Stored entries:

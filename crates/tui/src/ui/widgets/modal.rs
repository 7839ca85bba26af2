use ratatui::{
    buffer::Buffer,
    layout::{Constraint, Layout, Rect},
    widgets::{Block, BorderType, Clear, Paragraph, Widget, Wrap},
};

use crate::ui::theme::{Theme, theme_helpers as th};

/// Dialog frame with a title and body text. Buttons are drawn by the owner
/// into [`Modal::footer_area`] so it can track focus and hit areas.
pub struct Modal<'a> {
    theme: &'a dyn Theme,
    title: &'a str,
    body: &'a str,
}

impl<'a> Modal<'a> {
    pub fn new(theme: &'a dyn Theme, title: &'a str, body: &'a str) -> Self {
        Self { theme, title, body }
    }

    fn regions(area: Rect) -> [Rect; 2] {
        let inner = Block::bordered().inner(area);
        Layout::vertical([Constraint::Min(1), Constraint::Length(3)]).areas(inner)
    }

    /// Row reserved for the dialog's buttons.
    pub fn footer_area(area: Rect) -> Rect {
        Self::regions(area)[1]
    }
}

impl Widget for Modal<'_> {
    fn render(self, area: Rect, buf: &mut Buffer) {
        Clear.render(area, buf);
        let block = Block::bordered()
            .border_type(BorderType::Rounded)
            .border_style(self.theme.border_style(true))
            .title(self.title)
            .title_style(self.theme.heading_style())
            .style(th::panel_style(self.theme));
        block.render(area, buf);
        let [body, _] = Self::regions(area);
        Paragraph::new(self.body)
            .wrap(Wrap { trim: true })
            .style(self.theme.text_secondary_style())
            .render(body, buf);
    }
}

INSTRUCTIONS FOR THE TASK = Return every entry exactly as given.

FINISHED EXERCISE =
filename crates/tui/src/ui/widgets/modal.rs
repository 7839ca85bba26af2
use ratatui::{
    buffer::Buffer,
    layout::{Constraint, Layout, Rect},
    widgets::{Block, BorderType, Clear, Paragraph, Widget, Wrap},
};

use crate::ui::theme::{Theme, theme_helpers as th};

/// Dialog frame with a title and body text. Buttons are drawn by the owner
/// into [`Modal::footer_area`] so it can track focus and hit areas.
pub struct Modal<'a> {
    theme: &'a dyn Theme,
    title: &'a str,
    body: &'a str,
}

impl<'a> Modal<'a> {
    pub fn new(theme: &'a dyn Theme, title: &'a str, body: &'a str) -> Self {
        Self { theme, title, body }
    }

    fn regions(area: Rect) -> [Rect; 2] {
        let inner = Block::bordered().inner(area);
        Layout::vertical([Constraint::Min(1), Constraint::Length(3)]).areas(inner)
    }

    /// Row reserved for the dialog's buttons.
    pub fn footer_area(area: Rect) -> Rect {
        Self::regions(area)[1]
    }
}

impl Widget for Modal<'_> {
    fn render(self, area: Rect, buf: &mut Buffer) {
        Clear.render(area, buf);
        let block = Block::bordered()
            .border_type(BorderType::Rounded)
            .border_style(self.theme.border_style(true))
            .title(self.title)
            .title_style(self.theme.heading_style())
            .style(th::panel_style(self.theme));
        block.render(area, buf);
        let [body, _] = Self::regions(area);
        Paragraph::new(self.body)
            .wrap(Wrap { trim: true })
            .style(self.theme.text_secondary_style())
            .render(body, buf);
    }
}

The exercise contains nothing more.